COLUMBUS, Ohio — Julie Landen of Tipton, Ohio, can’t wait to start her veterinary studies at The Ohio State University next fall.

At a time when large-animal vets were in demand, Landen, now a senior in high school, enrolled in the Iowa State University veterinary program at the conclusion of her junior year. With that enrollment she was guaranteed a $60,000 veterinarian school loan, with the promise of serving four years in the field.

Landen was fortunate. That was 2010 and the need for large-animal vets was critical. Today, the job market is putting a squeeze on just about any field of study – especially large-animal veterinary students.

Dr. Dave Glauer, former state veterinarian and technical writer for the Ohio Livestock Care Standards Board, said four years ago there was a shortage of veterinarians because fewer students were from a rural background, and being a large-animal vet requires a longer work week and more time on call and on the road.

In addition, Glauer said, “There was a lot of demand for veterinarians in all types of practices. The average OSU vet graduate received 2.5 job offers. It was a problem that was going on over the last 10 to 15 years, and slowly the problem was recognized.”

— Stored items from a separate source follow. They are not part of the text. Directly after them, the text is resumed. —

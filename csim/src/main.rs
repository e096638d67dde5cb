mod report;

use std::io::{self, BufWriter, Write};
use std::path::PathBuf;
use std::time::Instant;
use clap::Parser;
use color_eyre::eyre::{self, WrapErr};
use log::{debug, info};
use csimlib::config::PartialCacheConfig;
use csimlib::io::open_trace;
use csimlib::simulator::Simulator;
use crate::report::Reports;

#[derive(Parser, Debug)]
#[command(about = String::from("Replays a memory trace against an LRU set-associative cache"))]
struct Args {
    /// Number of set index bits (S = 2^s is the number of sets)
    #[arg(short = 's')]
    index_bits: Option<u32>,

    /// Associativity (number of lines per set)
    #[arg(short = 'E')]
    associativity: Option<usize>,

    /// Number of block bits (B = 2^b is the block size)
    #[arg(short = 'b')]
    offset_bits: Option<u32>,

    /// The trace to replay
    #[arg(short = 't')]
    trace: PathBuf,

    /// JSON file with any of `s`, `E` and `b`, overridden by the flags
    #[arg(long)]
    config: Option<PathBuf>,

    /// Print every access and what it did
    #[arg(short, long)]
    verbose: bool,

    /// Print diagnostics for every access
    #[arg(short, long)]
    diagnostics: bool,

    /// Print the whole cache after every access
    #[arg(short = 'c', long = "cache-state")]
    state: bool,

    /// Print timings
    #[arg(short, long)]
    performance: bool,

    /// Print the totals as JSON
    #[arg(long)]
    json: bool,
}

fn main() -> eyre::Result<()> {
    color_eyre::install()?;
    env_logger::init();
    let start = Instant::now();
    let args = Args::parse();

    let file_config = match &args.config {
        Some(path) => PartialCacheConfig::from_file(path)?,
        None => PartialCacheConfig::default(),
    };
    let config = file_config
        .merge(PartialCacheConfig {
            index_bits: args.index_bits,
            associativity: args.associativity,
            offset_bits: args.offset_bits,
        })
        .build()?;
    info!("Simulating {config:?} on {}", args.trace.display());

    let mut simulator = Simulator::new(&config)?;
    let trace_reader = open_trace(&args.trace)?;
    let reports = Reports {
        verbose: args.verbose,
        diagnostics: args.diagnostics,
        state: args.state,
    };

    let mut out = BufWriter::new(io::stdout().lock());
    let stats = if reports.any() {
        let mut write_result = Ok(());
        let stats = *simulator.simulate_with(trace_reader, |record, outcome, cache| {
            if write_result.is_ok() {
                write_result = reports.write(&mut out, record, outcome, cache);
            }
        })?;
        write_result.wrap_err("Couldn't write the access reports")?;
        stats
    } else {
        *simulator.simulate(trace_reader)?
    };

    if args.json {
        writeln!(out, "{}", serde_json::to_string_pretty(&stats).wrap_err("Couldn't serialise the output")?)?;
    } else {
        writeln!(out, "{stats}")?;
    }
    if args.performance {
        let simulation_time = simulator.get_execution_time();
        let total_time = start.elapsed();
        writeln!(out, "Simulation time: {}s", simulation_time.as_nanos() as f64 / 1e9)?;
        writeln!(out, "Total execution time (includes configuration and output): {}s", total_time.as_nanos() as f64 / 1e9)?;
    }
    debug!("Lines never filled: {}", simulator.cache().invalid_line_count());
    out.flush()?;
    Ok(())
}
use crate::trace::{parse_line, AccessKind, AccessRecord, Trace};
use crate::config::CacheConfig;
use crate::simulator::run;
use crate::stats::Stats;
use crate::{Error, RecordError};

#[test]
fn parses_data_lines() {
    assert_eq!(
        parse_line(" L 7ff0005c8,8"),
        Ok(Some(AccessRecord { kind: AccessKind::Load, address: 0x7ff0005c8, size: 8 }))
    );
    assert_eq!(
        parse_line(" S 0x10,4\r"),
        Ok(Some(AccessRecord { kind: AccessKind::Store, address: 0x10, size: 4 }))
    );
    assert_eq!(
        parse_line("  M   ffffffffffffffff,16"),
        Ok(Some(AccessRecord { kind: AccessKind::Modify, address: u64::MAX, size: 16 }))
    );
}

#[test]
fn skips_annotation_lines() {
    assert_eq!(parse_line("I  0400d7d4,8"), Ok(None));
    assert_eq!(parse_line("==31337== header"), Ok(None));
    assert_eq!(parse_line(""), Ok(None));
}

#[test]
fn rejects_malformed_data_lines() {
    assert_eq!(parse_line(" "), Err(RecordError::Syntax));
    assert_eq!(parse_line(" L 10"), Err(RecordError::Syntax));
    assert_eq!(parse_line(" L10,1"), Err(RecordError::Syntax));
    assert_eq!(parse_line(" LS 10,1"), Err(RecordError::Syntax));
    assert_eq!(parse_line(" L 10,1 trailing"), Err(RecordError::Syntax));
    assert_eq!(parse_line(" I 10,1"), Err(RecordError::UnknownKind('I')));
    assert_eq!(parse_line(" L 10g,1"), Err(RecordError::Address("10g".to_string())));
    assert_eq!(parse_line(" L 10000000000000000,1"), Err(RecordError::Address("10000000000000000".to_string())));
    assert_eq!(parse_line(" L 10,x"), Err(RecordError::Size("x".to_string())));
    assert_eq!(parse_line(" L 10,0"), Err(RecordError::ZeroSize));
}

#[test]
fn record_display_round_trips_through_the_parser() {
    let record = AccessRecord { kind: AccessKind::Modify, address: 0x421c7f0, size: 4 };
    assert_eq!(record.to_string(), "M 421c7f0,4");
    assert_eq!(parse_line(&format!(" {record}")), Ok(Some(record)));
}

#[test]
fn trace_stops_after_first_error() {
    let source = "I  0400d7d4,8\n L 10,1\n S 20,oops\n L 30,1\n";
    let mut trace = Trace::new(source.as_bytes());
    assert!(matches!(trace.next(), Some(Ok(AccessRecord { address: 0x10, .. }))));
    match trace.next() {
        Some(Err(Error::MalformedRecord { line, reason, .. })) => {
            assert_eq!(line, 3);
            assert_eq!(reason, RecordError::Size("oops".to_string()));
        }
        other => panic!("Expected a malformed record, got {other:?}"),
    }
    assert!(trace.next().is_none());
    assert_eq!(trace.line_number(), 3);
}

#[test]
fn invalid_utf8_data_line_is_malformed() {
    let source: &[u8] = b" L 10,1\n \xff\xfe\n";
    let results: Vec<_> = Trace::new(source).collect();
    assert_eq!(results.len(), 2);
    match &results[1] {
        Err(Error::MalformedRecord { line, reason, .. }) => {
            assert_eq!(*line, 2);
            assert_eq!(*reason, RecordError::Syntax);
        }
        other => panic!("Expected a malformed record, got {other:?}"),
    }
}

#[test]
fn annotation_lines_may_hold_any_bytes() {
    let source: &[u8] = b"==1== Command: ./caf\xe9\n L 10,1\n L 10,1\n";
    let config = CacheConfig::new(0, 2, 0).unwrap();
    let stats = run(&config, source).unwrap();
    assert_eq!(stats, Stats { hits: 1, misses: 1, evictions: 0 });
}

But today, there is a surplus and students wishing to enroll are being turned away. Veterinary hopefuls at OSU are feeling the pinch. Two years ago the school tried to attract students to its program by offering them a guaranteed spot in the veterinary school. Nearly 1,000 qualified candidates vied for just 140 spots.
In 2011 students in the College of Food, Agricultural and Environmental Sciences were guaranteed admission to vet school by taking specific classes and maintaining a high grade point average.
Dr. Tom Rosol, dean of OSU’s College of Veterinary Medicine, saw the shortage coming in 2009. That year the school had 106 graduates and of those, just six went into large-animal exclusive or predominant practice and 12 went into mixed practice.

Nationwide in 2010, just 197 of the 1,405 graduates at 26 veterinary schools went into large animal or mixed practice, according to the American Veterinary Medical Assoc. (AVMA).
The dilemma is just as bad in states like Kansas and Oklahoma, where the rural landscape is greater and large-animal veterinarians were once a hot commodity. Dr. Sara Craven, one of five students in the Veterinary Program for Rural Kansas who graduated last spring, said Kansas State University agreed to give her $80,000 to attend veterinary college – provided she practiced in rural Kansas for four years.

“Unfortunately, at the end of four years I’m coming up short finding a job,” she said. Participants in the KSU program have six months to start working or they are on the hook to repay the loan (with interest).

Dr. Chris Ross, associate dean for academic affairs at Oklahoma State University, agrees the problem is a harsh reality of economic times.

“Any geographic location with a shortage of veterinarians does not have enough paying work to financially support more veterinarians,” he said. “We often hear the phrase repeated that ‘there are 1,500 counties that have no large-animal veterinarians at all’ when in reality, most of the economies in those counties can’t or won’t support veterinary services for their food-animal populations.”
According to the AVMA, just five years ago there were 20 states that established some form of financial incentive program to attract more veterinarians into rural practice. The announcement of the shortage, the AVMA states, started seven years ago and 20 states felt that dire need for large animal veterinarians.

That national emergency, the AVMA reports, is over.